I always think of the elderly when I read about soft scams like this one. Someone will have bought Ma and Pa a nicely priced Samsung and arranged for Best Buy to deliver and install it. It will be crooked and it will scream when they turn it off. The remote might not even work. Ma and Pa won’t complain, and it won’t be until the return period is over that the buyer finds out. “Mom, why is the TV crooked and why does it scream when it’s off?” “Oh, that’s just how it is. We don’t really turn it off so the screech doesn’t bother us. It’s above the frequency your dad can hear anyway. And we got used to the funny angle.” They’re watching the World Cup, in Spanish. The buyer asks why. “I thought you knew. It only gets the one station, so we watch soccer on the weekend. All week, actually. The ads are good. And we love Sábado Gigante. It’s on every day from when the soccer ends until, well, I guess it’s on all night. It’s a little racy, but your dad enjoys it.”

But that’s just my morbid imaginings. This story also brings to mind a truly lousy front-loading Samsung washer and dryer I bought at Lowe’s in 2014: beautiful, metallic cherry red, huge, and expensive. It took a few years to admit to myself that the washer does not work. It’s not the water, the detergent, or any propensity of mine for rolling in mud. It functions without exploding or leaking like some Samsung products, but clothing and linens are not clean when they come out. Mustard or ketchup on a shirt don’t just leave stains. They’re still there. I can scrape them off, and I do, and I throw the item into a pile to be re-washed or otherwise dealt with. Things that were white are grey.

The dryer is maddening; it was evident from the start, but not a warranty issue. Samsung’s position is that all dryers do what this one does. Not hardly. If you are a hobo planning a trip you would love it, because it takes what you feed it and delivers a hobo’s bindle. A sheet will capture all smaller items and twist into a rope with a bulge at one end in which the smaller items are captured and compressed. This happens within minutes, with an audible confirmation generated by the bulge’s rise and bonking fall with each rotation of the drum. When the cycle is complete, you pull on the rope, which is often tightly coiled for good measure, arm over arm, until the whole thing is free of the dryer. Holding the non-bulge-end high above your head, allow the rope to uncoil, then untwist, so you may retrieve from the bulge a still-wet wad of shirts, jeans and towels, and either hang them up to dry or waste another measure of gas and electricity to dry them in the dryer, which takes a while, because it doesn’t get any warmer than warm-ish. I have developed workarounds, but it’s like watching soccer and Sabado Gigante instead of what I paid to watch.

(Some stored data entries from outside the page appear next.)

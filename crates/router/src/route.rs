//! Route definitions as authored, and routes as compiled into the table.
//!
//! A route source exports its handlers in one of two shapes, see [`RouteExport`].
//! Both shapes are normalized once, while the table is built, into a
//! [`MethodHandlers`] table, so resolution never inspects the authored shape.

use crate::discovery::RouteFile;
use crate::error::RouteLoadError;
use crate::handler::RequestHandler;
use crate::pattern::{RouteMatch, RoutePattern};
use std::collections::HashMap;
use std::fmt;
use std::path::{Path, PathBuf};
use std::sync::Arc;

pub type SharedHandler = Arc<dyn RequestHandler>;

/// The handlers a route source exports.
#[derive(Clone)]
pub enum RouteExport {
    /// The source itself is a handler, used for every method.
    Callable(SharedHandler),
    /// Handlers bound to lower-case method names, plus an optional `default`
    /// handler for the methods without a binding.
    Module { methods: HashMap<String, SharedHandler>, default: Option<SharedHandler> },
}

/// A route as authored by a route source, before compilation.
#[derive(Clone)]
pub struct RouteDefinition {
    path: Option<String>,
    priority: Option<i32>,
    export: RouteExport,
}

macro_rules! method_binding {
    ($method:ident) => {
        #[doc = concat!("Binds `handler` to `", stringify!($method), "` requests")]
        pub fn $method<H: RequestHandler + 'static>(self, handler: H) -> Self {
            self.method(stringify!($method), handler)
        }
    };
}

impl RouteDefinition {
    /// A route source that is itself the handler for any method
    pub fn callable<H: RequestHandler + 'static>(handler: H) -> Self {
        Self::from_export(RouteExport::Callable(Arc::new(handler)))
    }

    /// A route source without bindings yet; add them with [`get`](Self::get), [`post`](Self::post), ...
    pub fn module() -> Self {
        Self::from_export(RouteExport::Module { methods: HashMap::new(), default: None })
    }

    pub fn from_export(export: RouteExport) -> Self {
        Self { path: None, priority: None, export }
    }

    /// Binds `handler` to the method `name`, compared case-insensitively.
    ///
    /// Binding a method on a callable source keeps the callable as the `default`.
    pub fn method<H: RequestHandler + 'static>(mut self, name: impl AsRef<str>, handler: H) -> Self {
        let name = name.as_ref().to_ascii_lowercase();
        let handler: SharedHandler = Arc::new(handler);

        self.export = match self.export {
            RouteExport::Callable(callable) => {
                RouteExport::Module { methods: HashMap::from([(name, handler)]), default: Some(callable) }
            }
            RouteExport::Module { mut methods, default } => {
                methods.insert(name, handler);
                RouteExport::Module { methods, default }
            }
        };
        self
    }

    method_binding!(get);
    method_binding!(post);
    method_binding!(put);
    method_binding!(delete);
    method_binding!(head);
    method_binding!(options);
    method_binding!(patch);
    method_binding!(connect);
    method_binding!(trace);

    /// Sets the `default` handler, used for methods without a binding
    pub fn default_handler<H: RequestHandler + 'static>(mut self, handler: H) -> Self {
        let handler: SharedHandler = Arc::new(handler);

        self.export = match self.export {
            RouteExport::Callable(_) => RouteExport::Callable(handler),
            RouteExport::Module { methods, .. } => RouteExport::Module { methods, default: Some(handler) },
        };
        self
    }

    /// Declares the URL template explicitly instead of deriving it from the file location
    pub fn with_path(mut self, path: impl Into<String>) -> Self {
        self.path = Some(path.into());
        self
    }

    /// Declares the resolution priority, higher sorts first
    pub fn with_priority(mut self, priority: i32) -> Self {
        self.priority = Some(priority);
        self
    }

    pub fn path(&self) -> Option<&str> {
        self.path.as_deref()
    }

    pub fn priority(&self) -> Option<i32> {
        self.priority
    }

    pub fn export(&self) -> &RouteExport {
        &self.export
    }
}

impl fmt::Debug for RouteDefinition {
    fn fmt(&self, f: &mut fmt::Formatter<'_>) -> fmt::Result {
        f.debug_struct("RouteDefinition")
            .field("path", &self.path)
            .field("priority", &self.priority)
            .field("export", &self.export)
            .finish()
    }
}

impl fmt::Debug for RouteExport {
    fn fmt(&self, f: &mut fmt::Formatter<'_>) -> fmt::Result {
        match self {
            RouteExport::Callable(_) => f.write_str("Callable"),
            RouteExport::Module { methods, default } => f
                .debug_struct("Module")
                .field("methods", &sorted_names(methods))
                .field("default", &default.is_some())
                .finish(),
        }
    }
}

fn sorted_names(methods: &HashMap<String, SharedHandler>) -> Vec<&str> {
    let mut names = methods.keys().map(String::as_str).collect::<Vec<_>>();
    names.sort_unstable();
    names
}

/// Method to handler table of a compiled route.
///
/// Lookup tries the exact method binding first, then the fallback
/// (the callable source or its `default` export).
#[derive(Clone)]
pub struct MethodHandlers {
    by_method: HashMap<String, SharedHandler>,
    fallback: Option<SharedHandler>,
}

impl MethodHandlers {
    /// Normalizes an export, `None` when it can't handle any method.
    pub fn from_export(export: RouteExport) -> Option<Self> {
        let handlers = match export {
            RouteExport::Callable(handler) => Self { by_method: HashMap::new(), fallback: Some(handler) },
            RouteExport::Module { methods, default } => Self { by_method: methods, fallback: default },
        };

        (!handlers.by_method.is_empty() || handlers.fallback.is_some()).then_some(handlers)
    }

    /// Finds the handler for a lower-case method name
    pub fn lookup(&self, method: &str) -> Option<&SharedHandler> {
        self.by_method.get(method).or(self.fallback.as_ref())
    }

    pub fn has_fallback(&self) -> bool {
        self.fallback.is_some()
    }

    /// Lower-case names of the explicitly bound methods, sorted
    pub fn methods(&self) -> Vec<&str> {
        sorted_names(&self.by_method)
    }
}

impl fmt::Debug for MethodHandlers {
    fn fmt(&self, f: &mut fmt::Formatter<'_>) -> fmt::Result {
        f.debug_struct("MethodHandlers").field("methods", &self.methods()).field("fallback", &self.has_fallback()).finish()
    }
}

/// Effective priority: an explicit non-zero priority wins, otherwise index routes
/// sort after their siblings.
pub fn effective_priority(explicit: Option<i32>, is_index: bool) -> i32 {
    match explicit {
        Some(priority) if priority != 0 => priority,
        _ if is_index => -1,
        _ => 0,
    }
}

/// A route of the table. Immutable once compiled.
#[derive(Debug, Clone)]
pub struct CompiledRoute {
    source: Option<PathBuf>,
    priority: i32,
    pattern: RoutePattern,
    handlers: MethodHandlers,
}

impl CompiledRoute {
    /// Compiles the definition loaded from `file`; the file location supplies the
    /// template when the definition declares none.
    pub fn from_file(file: &RouteFile, definition: RouteDefinition) -> Result<Self, RouteLoadError> {
        let template = definition.path.clone().unwrap_or_else(|| file.route_path());
        Self::compile(Some(file.path()), &template, definition)
    }

    /// Compiles a definition that declares its own path.
    pub fn from_definition(definition: RouteDefinition) -> Result<Self, RouteLoadError> {
        let template = definition.path.clone().ok_or(RouteLoadError::MissingPath)?;
        Self::compile(None, &template, definition)
    }

    fn compile(source: Option<&Path>, template: &str, definition: RouteDefinition) -> Result<Self, RouteLoadError> {
        let source_name = source.map_or_else(|| PathBuf::from(template), Path::to_path_buf);

        let handlers =
            MethodHandlers::from_export(definition.export).ok_or_else(|| RouteLoadError::no_handler(&source_name))?;
        let pattern = RoutePattern::compile(template).map_err(|e| RouteLoadError::invalid_pattern(template, e))?;
        let priority = effective_priority(definition.priority, pattern.is_index());

        Ok(Self { source: source.map(Path::to_path_buf), priority, pattern, handlers })
    }

    /// The route template, without extension
    pub fn path(&self) -> &str {
        self.pattern.template()
    }

    /// The file this route was loaded from, if any
    pub fn source(&self) -> Option<&Path> {
        self.source.as_deref()
    }

    pub fn is_index(&self) -> bool {
        self.pattern.is_index()
    }

    pub fn priority(&self) -> i32 {
        self.priority
    }

    pub fn pattern(&self) -> &RoutePattern {
        &self.pattern
    }

    pub fn handlers(&self) -> &MethodHandlers {
        &self.handlers
    }

    /// Matches the request target and looks up the handler for the lower-case `method`.
    /// Both must succeed for the route to be selected.
    pub fn select(&self, method: &str, target: &str) -> Option<(&SharedHandler, RouteMatch)> {
        let route_match = self.pattern.matches(target)?;
        let handler = self.handlers.lookup(method)?;
        Some((handler, route_match))
    }
}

This year I looked for the machines on Lowes.com and saw that they had been discontinued. The reviews were still there, though. I am a more sophisticated reader of reviews now than I was then. They’re fake. They’re in poor English, they are all alike, and they mostly end with “Highly recommended!,” the calling card of the fake reviewer. 99% of them are fake, anyway. The real ones that crept through could all have been written by me. The Lowe's site gets a feed from Samsung, so I assume Samsung is behind it. Whether Lowe’s is complicit, I can’t say.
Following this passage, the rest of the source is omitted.